WORK ITEM
From the listing below, extract each line containing the string "them".

RECORDS SHOWN
.....

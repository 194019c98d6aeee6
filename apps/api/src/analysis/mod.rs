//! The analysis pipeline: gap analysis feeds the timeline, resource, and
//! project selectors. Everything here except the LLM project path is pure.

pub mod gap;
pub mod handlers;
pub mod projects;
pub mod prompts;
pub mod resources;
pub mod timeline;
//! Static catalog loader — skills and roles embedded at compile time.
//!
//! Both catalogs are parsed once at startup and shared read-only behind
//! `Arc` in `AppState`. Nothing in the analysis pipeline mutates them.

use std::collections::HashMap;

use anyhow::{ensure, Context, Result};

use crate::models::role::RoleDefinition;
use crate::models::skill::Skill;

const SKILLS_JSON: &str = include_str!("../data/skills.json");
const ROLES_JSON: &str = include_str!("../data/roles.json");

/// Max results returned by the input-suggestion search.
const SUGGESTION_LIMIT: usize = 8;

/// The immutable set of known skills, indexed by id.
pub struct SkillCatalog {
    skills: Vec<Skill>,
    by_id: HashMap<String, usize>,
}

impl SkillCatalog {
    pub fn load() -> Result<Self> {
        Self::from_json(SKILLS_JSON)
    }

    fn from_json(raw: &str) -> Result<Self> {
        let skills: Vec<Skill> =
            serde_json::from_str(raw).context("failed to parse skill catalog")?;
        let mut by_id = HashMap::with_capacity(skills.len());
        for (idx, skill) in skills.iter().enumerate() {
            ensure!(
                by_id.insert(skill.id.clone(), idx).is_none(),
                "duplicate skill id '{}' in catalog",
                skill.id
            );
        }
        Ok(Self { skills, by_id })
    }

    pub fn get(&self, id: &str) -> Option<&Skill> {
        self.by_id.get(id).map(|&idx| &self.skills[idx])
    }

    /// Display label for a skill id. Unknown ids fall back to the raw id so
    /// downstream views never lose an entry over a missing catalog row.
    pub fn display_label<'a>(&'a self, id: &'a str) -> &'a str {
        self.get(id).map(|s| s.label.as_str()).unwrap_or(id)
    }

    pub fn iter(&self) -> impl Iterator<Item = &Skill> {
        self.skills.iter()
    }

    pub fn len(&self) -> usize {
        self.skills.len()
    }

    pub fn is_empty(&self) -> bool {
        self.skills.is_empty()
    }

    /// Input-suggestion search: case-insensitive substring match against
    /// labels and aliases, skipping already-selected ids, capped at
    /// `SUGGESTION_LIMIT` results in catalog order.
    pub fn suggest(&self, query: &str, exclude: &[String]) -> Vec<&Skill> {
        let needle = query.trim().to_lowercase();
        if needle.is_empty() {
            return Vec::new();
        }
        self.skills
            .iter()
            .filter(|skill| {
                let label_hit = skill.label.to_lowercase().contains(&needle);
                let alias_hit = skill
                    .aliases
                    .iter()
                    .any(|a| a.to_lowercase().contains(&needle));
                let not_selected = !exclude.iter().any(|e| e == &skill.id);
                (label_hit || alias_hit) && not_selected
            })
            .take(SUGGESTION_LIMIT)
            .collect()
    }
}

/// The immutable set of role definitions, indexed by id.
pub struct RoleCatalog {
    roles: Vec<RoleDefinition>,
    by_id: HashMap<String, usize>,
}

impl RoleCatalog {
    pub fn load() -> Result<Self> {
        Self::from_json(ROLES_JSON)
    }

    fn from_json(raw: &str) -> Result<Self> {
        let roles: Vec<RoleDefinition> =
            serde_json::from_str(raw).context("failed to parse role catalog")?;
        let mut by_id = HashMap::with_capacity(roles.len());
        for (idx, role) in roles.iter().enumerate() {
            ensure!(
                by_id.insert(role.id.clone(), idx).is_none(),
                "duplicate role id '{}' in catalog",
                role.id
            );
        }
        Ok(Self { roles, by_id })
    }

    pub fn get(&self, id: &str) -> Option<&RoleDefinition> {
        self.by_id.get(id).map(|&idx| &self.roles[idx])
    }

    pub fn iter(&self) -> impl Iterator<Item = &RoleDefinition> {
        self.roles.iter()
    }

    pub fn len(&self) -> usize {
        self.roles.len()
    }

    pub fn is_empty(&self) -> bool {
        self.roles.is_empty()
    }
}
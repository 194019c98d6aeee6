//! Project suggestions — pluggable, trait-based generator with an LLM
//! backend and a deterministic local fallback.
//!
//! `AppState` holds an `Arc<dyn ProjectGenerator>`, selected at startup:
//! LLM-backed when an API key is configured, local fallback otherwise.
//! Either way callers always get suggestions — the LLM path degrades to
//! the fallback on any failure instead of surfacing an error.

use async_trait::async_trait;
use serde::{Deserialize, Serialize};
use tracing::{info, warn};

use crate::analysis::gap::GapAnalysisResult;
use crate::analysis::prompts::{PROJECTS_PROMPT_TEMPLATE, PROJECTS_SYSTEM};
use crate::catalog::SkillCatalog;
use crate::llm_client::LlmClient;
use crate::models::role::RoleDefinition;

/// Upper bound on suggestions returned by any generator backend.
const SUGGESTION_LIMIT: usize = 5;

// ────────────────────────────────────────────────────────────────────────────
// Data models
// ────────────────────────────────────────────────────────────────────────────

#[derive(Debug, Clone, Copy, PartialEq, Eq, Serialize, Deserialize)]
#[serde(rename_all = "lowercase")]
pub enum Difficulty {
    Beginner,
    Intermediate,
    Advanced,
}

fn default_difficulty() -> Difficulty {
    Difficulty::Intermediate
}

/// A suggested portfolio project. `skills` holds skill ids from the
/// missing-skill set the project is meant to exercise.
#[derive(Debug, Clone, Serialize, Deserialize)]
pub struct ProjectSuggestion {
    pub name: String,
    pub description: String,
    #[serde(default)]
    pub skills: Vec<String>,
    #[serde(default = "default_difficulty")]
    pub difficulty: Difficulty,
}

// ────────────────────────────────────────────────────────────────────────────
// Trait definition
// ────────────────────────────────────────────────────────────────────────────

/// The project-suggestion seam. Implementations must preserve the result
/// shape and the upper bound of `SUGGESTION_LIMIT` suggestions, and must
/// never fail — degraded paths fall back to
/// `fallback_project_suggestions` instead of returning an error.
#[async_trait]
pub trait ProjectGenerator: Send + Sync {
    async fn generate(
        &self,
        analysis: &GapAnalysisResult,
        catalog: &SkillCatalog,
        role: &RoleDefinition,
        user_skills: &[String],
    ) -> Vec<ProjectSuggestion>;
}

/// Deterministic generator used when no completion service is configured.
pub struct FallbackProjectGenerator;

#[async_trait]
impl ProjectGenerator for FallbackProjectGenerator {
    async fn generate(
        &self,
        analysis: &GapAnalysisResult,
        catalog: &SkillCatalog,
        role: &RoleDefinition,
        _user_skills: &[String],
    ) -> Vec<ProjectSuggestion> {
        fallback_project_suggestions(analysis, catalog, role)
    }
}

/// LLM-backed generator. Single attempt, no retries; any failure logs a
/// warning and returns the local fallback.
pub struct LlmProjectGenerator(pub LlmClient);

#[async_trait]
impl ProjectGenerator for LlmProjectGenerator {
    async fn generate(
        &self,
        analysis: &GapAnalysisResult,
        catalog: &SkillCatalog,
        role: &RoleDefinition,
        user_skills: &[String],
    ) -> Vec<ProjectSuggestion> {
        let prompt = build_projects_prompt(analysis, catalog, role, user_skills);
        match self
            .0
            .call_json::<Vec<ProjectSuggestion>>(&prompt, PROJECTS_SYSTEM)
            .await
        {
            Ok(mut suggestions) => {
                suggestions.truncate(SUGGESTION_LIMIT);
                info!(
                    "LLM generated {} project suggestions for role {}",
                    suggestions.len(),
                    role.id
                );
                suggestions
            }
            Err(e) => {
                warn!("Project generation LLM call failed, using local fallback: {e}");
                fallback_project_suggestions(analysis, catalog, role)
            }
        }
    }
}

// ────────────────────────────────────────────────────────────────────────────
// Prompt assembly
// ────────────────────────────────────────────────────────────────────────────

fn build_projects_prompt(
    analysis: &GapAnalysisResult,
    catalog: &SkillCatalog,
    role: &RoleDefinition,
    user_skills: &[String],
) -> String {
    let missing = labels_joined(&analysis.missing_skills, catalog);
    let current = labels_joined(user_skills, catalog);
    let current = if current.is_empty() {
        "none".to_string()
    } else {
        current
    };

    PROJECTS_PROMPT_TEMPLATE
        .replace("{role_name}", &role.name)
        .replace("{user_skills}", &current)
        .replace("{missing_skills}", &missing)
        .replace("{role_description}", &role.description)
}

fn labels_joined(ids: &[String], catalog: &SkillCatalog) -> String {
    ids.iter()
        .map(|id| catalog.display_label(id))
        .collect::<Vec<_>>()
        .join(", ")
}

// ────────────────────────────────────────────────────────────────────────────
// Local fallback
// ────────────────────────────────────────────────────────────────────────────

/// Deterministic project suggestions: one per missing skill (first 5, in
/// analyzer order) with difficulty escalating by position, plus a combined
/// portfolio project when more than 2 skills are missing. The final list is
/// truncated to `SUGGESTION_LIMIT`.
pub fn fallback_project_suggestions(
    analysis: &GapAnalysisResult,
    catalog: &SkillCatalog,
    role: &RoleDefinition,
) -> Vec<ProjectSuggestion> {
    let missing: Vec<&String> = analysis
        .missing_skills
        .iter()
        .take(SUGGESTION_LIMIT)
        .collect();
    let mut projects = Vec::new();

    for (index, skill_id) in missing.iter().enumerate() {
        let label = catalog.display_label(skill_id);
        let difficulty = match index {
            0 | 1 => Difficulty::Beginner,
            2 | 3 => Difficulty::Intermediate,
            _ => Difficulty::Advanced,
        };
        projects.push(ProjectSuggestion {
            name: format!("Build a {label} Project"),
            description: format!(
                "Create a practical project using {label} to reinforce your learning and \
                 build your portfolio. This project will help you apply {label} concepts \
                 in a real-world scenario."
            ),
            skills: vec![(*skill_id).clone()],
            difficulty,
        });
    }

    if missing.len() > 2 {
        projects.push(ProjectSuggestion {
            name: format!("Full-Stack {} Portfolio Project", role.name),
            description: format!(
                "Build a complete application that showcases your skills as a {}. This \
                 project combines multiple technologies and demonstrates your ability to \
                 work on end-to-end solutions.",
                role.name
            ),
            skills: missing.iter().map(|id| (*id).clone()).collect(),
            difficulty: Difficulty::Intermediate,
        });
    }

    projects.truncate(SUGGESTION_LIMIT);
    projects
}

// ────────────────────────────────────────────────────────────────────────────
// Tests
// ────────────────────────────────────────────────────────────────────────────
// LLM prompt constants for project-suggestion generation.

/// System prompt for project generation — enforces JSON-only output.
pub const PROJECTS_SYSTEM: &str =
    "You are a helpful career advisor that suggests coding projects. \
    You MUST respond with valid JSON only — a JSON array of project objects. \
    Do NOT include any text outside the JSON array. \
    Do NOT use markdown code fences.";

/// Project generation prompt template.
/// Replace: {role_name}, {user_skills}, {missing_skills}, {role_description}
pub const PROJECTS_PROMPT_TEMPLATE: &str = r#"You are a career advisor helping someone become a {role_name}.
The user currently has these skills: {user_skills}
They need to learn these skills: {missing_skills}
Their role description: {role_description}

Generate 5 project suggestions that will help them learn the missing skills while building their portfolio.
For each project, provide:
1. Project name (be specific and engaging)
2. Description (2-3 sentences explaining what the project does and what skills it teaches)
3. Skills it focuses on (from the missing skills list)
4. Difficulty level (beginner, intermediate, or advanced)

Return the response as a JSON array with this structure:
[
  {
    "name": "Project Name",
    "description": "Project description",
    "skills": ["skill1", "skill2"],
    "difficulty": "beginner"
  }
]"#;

.....

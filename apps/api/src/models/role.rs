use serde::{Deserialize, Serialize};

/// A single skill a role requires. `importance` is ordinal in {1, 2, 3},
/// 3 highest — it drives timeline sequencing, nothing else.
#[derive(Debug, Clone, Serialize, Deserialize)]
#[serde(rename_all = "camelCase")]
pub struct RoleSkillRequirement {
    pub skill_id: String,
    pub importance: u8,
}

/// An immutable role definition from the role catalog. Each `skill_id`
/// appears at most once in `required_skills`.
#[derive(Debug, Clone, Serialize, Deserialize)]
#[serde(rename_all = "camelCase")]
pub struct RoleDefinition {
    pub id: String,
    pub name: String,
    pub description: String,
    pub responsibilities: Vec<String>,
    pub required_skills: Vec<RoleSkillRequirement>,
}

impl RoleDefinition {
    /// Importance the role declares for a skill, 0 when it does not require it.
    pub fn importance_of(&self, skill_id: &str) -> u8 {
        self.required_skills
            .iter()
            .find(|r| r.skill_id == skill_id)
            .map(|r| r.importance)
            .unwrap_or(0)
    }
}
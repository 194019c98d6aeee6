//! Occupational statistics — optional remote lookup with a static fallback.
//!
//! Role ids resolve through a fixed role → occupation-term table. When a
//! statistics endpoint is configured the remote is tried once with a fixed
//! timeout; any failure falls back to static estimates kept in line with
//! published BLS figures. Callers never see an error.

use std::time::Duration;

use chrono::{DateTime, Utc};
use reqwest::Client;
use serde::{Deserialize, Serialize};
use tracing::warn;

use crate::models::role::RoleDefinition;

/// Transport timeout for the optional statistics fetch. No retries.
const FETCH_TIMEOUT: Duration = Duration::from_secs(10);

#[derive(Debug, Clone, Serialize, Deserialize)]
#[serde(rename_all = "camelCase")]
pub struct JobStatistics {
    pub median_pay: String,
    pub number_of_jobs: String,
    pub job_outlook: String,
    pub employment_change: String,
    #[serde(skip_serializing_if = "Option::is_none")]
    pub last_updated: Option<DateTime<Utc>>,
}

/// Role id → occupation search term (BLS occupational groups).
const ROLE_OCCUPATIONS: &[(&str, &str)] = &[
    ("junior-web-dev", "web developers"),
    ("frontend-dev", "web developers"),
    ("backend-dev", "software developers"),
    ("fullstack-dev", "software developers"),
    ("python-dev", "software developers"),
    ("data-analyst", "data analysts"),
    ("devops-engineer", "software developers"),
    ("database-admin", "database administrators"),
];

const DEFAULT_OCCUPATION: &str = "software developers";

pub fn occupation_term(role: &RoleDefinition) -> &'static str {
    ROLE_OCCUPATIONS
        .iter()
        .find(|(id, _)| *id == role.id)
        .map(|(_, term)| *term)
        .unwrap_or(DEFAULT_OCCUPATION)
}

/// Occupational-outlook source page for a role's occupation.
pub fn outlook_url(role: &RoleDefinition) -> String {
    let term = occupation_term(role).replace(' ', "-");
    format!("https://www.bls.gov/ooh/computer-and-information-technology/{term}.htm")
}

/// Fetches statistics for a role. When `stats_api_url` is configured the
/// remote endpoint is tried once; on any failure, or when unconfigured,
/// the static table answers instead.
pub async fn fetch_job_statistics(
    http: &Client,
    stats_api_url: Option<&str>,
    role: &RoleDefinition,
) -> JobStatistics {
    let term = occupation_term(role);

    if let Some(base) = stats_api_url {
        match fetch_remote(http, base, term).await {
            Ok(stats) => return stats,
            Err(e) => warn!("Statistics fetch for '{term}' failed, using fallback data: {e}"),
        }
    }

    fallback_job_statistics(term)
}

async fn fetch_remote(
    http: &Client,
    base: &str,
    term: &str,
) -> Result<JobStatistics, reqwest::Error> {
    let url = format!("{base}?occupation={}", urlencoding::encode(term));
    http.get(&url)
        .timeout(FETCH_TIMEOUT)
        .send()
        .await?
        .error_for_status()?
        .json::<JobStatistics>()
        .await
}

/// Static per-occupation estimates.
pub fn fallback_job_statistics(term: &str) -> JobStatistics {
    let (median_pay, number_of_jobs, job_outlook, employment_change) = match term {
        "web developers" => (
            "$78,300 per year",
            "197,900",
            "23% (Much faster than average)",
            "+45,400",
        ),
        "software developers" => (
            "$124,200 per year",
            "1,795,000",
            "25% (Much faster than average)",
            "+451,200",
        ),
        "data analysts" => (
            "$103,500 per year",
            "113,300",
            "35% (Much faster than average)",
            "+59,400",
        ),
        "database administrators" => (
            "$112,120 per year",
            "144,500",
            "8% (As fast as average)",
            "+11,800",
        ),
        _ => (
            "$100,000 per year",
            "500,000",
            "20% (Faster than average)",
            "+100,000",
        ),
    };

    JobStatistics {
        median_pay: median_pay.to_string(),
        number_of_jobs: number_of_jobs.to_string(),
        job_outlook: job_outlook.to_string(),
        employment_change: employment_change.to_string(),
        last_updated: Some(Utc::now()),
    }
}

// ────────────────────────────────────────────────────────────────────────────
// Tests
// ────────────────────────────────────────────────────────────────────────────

.....

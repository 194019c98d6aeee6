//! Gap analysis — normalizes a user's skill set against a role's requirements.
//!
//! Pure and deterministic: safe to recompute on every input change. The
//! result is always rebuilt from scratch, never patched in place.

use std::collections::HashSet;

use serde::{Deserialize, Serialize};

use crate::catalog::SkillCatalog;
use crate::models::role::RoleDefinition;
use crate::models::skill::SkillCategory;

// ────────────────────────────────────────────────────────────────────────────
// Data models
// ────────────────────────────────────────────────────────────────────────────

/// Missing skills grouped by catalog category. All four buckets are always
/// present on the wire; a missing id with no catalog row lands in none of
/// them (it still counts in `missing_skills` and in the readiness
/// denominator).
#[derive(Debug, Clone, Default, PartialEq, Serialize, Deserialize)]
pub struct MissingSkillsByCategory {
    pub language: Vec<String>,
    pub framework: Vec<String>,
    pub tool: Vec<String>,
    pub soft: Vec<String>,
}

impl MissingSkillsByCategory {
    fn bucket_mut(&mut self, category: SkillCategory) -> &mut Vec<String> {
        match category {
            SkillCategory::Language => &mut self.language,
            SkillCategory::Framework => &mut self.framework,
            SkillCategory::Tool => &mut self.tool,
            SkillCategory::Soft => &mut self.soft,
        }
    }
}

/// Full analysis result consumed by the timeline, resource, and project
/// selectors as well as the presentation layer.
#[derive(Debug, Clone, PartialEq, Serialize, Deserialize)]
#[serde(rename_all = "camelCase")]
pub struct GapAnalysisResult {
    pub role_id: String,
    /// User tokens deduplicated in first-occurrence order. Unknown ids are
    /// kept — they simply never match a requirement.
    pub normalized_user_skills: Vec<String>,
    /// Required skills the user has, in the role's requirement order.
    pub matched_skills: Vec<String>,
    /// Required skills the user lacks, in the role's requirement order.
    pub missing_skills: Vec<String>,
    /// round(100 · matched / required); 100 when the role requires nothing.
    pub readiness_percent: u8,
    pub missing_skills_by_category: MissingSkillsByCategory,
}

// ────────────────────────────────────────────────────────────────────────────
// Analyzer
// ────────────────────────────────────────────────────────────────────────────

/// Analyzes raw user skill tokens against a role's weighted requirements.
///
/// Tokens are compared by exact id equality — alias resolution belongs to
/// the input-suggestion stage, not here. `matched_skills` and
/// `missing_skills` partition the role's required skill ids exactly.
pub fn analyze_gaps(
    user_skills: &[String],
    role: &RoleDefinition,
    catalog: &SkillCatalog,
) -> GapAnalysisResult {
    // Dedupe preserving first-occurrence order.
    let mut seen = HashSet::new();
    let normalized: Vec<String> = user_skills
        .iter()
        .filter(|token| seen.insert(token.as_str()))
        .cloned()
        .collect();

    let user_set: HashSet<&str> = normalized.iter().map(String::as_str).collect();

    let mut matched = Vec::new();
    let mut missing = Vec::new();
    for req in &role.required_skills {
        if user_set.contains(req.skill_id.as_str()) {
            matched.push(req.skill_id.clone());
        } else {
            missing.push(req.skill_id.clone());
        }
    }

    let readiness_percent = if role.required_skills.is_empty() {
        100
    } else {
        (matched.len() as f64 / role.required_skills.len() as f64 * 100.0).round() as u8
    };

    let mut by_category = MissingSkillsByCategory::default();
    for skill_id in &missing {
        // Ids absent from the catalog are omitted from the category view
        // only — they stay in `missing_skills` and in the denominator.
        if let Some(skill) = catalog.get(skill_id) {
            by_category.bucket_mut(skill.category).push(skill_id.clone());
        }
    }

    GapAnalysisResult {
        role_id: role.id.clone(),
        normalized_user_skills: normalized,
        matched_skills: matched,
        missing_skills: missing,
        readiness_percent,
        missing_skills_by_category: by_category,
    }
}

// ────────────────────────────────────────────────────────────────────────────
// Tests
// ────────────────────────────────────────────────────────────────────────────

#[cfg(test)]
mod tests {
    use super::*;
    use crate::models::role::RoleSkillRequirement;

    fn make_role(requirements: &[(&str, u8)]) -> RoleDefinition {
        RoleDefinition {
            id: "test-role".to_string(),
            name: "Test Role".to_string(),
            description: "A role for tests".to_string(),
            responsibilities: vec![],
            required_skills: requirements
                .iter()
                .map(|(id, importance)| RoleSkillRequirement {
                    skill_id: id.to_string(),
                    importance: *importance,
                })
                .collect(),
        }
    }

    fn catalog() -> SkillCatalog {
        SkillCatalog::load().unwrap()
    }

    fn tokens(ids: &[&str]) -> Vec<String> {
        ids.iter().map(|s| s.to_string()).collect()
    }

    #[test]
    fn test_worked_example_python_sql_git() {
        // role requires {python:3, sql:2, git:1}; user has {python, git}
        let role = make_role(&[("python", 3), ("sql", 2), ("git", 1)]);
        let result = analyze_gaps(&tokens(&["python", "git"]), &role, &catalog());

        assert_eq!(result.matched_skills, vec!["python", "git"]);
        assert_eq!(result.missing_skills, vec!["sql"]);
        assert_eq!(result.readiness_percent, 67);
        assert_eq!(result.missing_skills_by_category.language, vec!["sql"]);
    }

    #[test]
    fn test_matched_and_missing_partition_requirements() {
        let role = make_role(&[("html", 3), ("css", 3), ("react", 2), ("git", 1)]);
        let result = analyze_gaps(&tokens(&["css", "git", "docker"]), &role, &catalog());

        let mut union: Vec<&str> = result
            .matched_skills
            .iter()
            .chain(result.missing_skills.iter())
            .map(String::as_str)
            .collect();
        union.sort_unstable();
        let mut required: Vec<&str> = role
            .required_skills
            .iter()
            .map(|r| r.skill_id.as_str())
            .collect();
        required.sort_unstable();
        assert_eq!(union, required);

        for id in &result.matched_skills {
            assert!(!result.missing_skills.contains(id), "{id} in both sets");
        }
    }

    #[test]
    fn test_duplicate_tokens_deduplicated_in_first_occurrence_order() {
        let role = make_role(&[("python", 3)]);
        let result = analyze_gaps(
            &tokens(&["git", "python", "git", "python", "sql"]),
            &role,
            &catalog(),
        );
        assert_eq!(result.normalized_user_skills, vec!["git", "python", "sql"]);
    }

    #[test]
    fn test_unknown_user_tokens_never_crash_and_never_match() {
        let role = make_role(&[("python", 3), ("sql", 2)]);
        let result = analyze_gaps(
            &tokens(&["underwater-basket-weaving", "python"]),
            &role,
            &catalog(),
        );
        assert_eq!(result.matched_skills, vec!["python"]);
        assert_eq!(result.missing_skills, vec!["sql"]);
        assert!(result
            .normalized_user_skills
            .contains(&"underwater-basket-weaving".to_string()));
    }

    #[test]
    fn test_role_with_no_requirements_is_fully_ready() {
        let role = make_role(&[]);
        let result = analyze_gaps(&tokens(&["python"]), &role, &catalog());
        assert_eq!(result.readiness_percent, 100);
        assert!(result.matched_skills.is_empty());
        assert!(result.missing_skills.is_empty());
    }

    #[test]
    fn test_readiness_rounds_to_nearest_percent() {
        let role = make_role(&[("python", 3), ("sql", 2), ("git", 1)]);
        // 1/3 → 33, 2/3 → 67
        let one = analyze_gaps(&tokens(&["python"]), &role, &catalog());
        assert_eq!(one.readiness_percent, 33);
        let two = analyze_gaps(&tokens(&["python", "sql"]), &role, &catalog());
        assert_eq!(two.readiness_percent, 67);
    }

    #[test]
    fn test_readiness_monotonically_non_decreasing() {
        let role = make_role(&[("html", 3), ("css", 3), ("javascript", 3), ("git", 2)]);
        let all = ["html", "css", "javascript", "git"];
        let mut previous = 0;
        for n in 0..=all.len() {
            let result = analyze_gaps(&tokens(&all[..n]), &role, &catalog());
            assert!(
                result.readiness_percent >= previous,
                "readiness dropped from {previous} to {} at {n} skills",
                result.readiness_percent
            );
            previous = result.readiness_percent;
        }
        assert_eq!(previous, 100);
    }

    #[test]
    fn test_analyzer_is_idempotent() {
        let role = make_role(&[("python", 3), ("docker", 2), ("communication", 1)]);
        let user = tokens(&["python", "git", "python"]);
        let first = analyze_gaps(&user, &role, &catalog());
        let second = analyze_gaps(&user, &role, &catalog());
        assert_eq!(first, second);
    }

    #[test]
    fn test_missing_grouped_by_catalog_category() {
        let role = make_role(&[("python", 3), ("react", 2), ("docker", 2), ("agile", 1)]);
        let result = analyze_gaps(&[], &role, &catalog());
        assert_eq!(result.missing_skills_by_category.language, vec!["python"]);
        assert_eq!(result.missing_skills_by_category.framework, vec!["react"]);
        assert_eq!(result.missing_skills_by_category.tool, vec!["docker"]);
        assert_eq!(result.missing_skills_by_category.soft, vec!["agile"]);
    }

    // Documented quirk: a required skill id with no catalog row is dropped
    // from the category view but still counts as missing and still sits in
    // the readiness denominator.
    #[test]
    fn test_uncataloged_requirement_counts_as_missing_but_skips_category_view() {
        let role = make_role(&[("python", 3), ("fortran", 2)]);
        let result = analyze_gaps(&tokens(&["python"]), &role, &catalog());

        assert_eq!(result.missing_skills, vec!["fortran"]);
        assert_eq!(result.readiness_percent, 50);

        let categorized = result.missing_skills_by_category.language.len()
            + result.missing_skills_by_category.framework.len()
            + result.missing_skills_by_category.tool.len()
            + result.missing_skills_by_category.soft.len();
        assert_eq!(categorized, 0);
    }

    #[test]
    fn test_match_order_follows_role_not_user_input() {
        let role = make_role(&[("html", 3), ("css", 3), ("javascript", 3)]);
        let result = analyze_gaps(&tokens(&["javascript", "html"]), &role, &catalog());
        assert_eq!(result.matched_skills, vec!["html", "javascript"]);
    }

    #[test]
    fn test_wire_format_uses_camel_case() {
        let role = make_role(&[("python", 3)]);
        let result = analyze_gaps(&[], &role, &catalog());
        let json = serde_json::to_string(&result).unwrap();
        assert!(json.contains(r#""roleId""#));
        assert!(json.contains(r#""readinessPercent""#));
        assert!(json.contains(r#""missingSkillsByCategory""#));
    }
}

.....

EXERCISE RESULT
//! `Arc` in `AppState`. Nothing in the analysis pipeline mutates them.
Generate 5 project suggestions that will help them learn the missing skills while building their portfolio.
/// them (it still counts in `missing_skills` and in the readiness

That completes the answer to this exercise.